▶ [Exercise objective] Your reply should hold only the lines from the records below where "Deserialize" occurs.

▶ [Data for processing]
//! Phrases shown on the module display and the keys their rules derive from

use serde::{Deserialize, Serialize};
use std::borrow::Cow;
use std::fmt;

/// Identifier a phrase's press rule is derived from
///
/// Digit-string assets map a key such as `"4721"` directly to a phrase.
/// Identifier assets attach a numeric id to each phrase, and several ids may
/// share the same phrase text.
#[derive(Debug, Clone, PartialEq, Eq, Hash, Serialize, Deserialize)]
#[serde(untagged)]
pub enum RuleKey {
    Id(i64),
    Digits(String),
}

impl RuleKey {
    /// Decimal text of the key, used for digit lookups
    pub fn digits(&self) -> Cow<'_, str> {
        match self {
            RuleKey::Id(id) => Cow::Owned(id.to_string()),
            RuleKey::Digits(s) => Cow::Borrowed(s.as_str()),
        }
    }

    /// Whether the key counts as a positive identifier
    pub fn is_positive(&self) -> bool {
        match self {
            RuleKey::Id(id) => *id > 0,
            RuleKey::Digits(s) => {
                !s.starts_with('-') && s.bytes().any(|b| (b'1'..=b'9').contains(&b))
            }
        }
    }

    /// Position of the first occurrence of a digit in the key's decimal text
    pub fn position_of(&self, digit: u8) -> Option<usize> {
        let needle = char::from(b'0' + digit);
        self.digits().find(needle)
    }
}

impl fmt::Display for RuleKey {
    fn fmt(&self, f: &mut fmt::Formatter<'_>) -> fmt::Result {
        match self {
            RuleKey::Id(id) => write!(f, "{id}"),
            RuleKey::Digits(s) => f.write_str(s),
        }
    }
}

/// A displayable phrase and the key its press rule comes from
#[derive(Debug, Clone, PartialEq, Eq, Serialize, Deserialize)]
pub struct PhraseEntry {
    pub text: String,
    pub rule_key: RuleKey,
}

impl PhraseEntry {
    /// Create an entry with an explicit rule key
    pub fn new(text: impl Into<String>, rule_key: RuleKey) -> Self {
        PhraseEntry {
            text: text.into(),
            rule_key,
        }
    }

    /// Entry keyed by a digit string
    pub fn with_digits(text: impl Into<String>, digits: impl Into<String>) -> Self {
        PhraseEntry::new(text, RuleKey::Digits(digits.into()))
    }

    /// Entry keyed by a numeric identifier
    pub fn with_id(text: impl Into<String>, id: i64) -> Self {
        PhraseEntry::new(text, RuleKey::Id(id))
    }
}

#[cfg(test)]
mod tests {
    use super::*;

    #[test]
    fn test_position_of_uses_first_occurrence() {
        let key = RuleKey::Id(1213);
        assert_eq!(key.position_of(1), Some(0));
        assert_eq!(key.position_of(2), Some(1));
        assert_eq!(key.position_of(3), Some(3));
        assert_eq!(key.position_of(9), None);
    }

    #[test]
    fn test_negative_id_keeps_digits() {
        let key = RuleKey::Id(-42);
        assert_eq!(key.digits(), "-42");
        assert_eq!(key.position_of(4), Some(1));
        assert!(!key.is_positive());
    }

    #[test]
    fn test_is_positive() {
        assert!(RuleKey::Id(1).is_positive());
        assert!(!RuleKey::Id(0).is_positive());
        assert!(RuleKey::Digits("0071".to_string()).is_positive());
        assert!(!RuleKey::Digits("000".to_string()).is_positive());
    }
}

▶ [Expected output]
use serde::{Deserialize, Serialize};
#[derive(Debug, Clone, PartialEq, Eq, Hash, Serialize, Deserialize)]
#[derive(Debug, Clone, PartialEq, Eq, Serialize, Deserialize)]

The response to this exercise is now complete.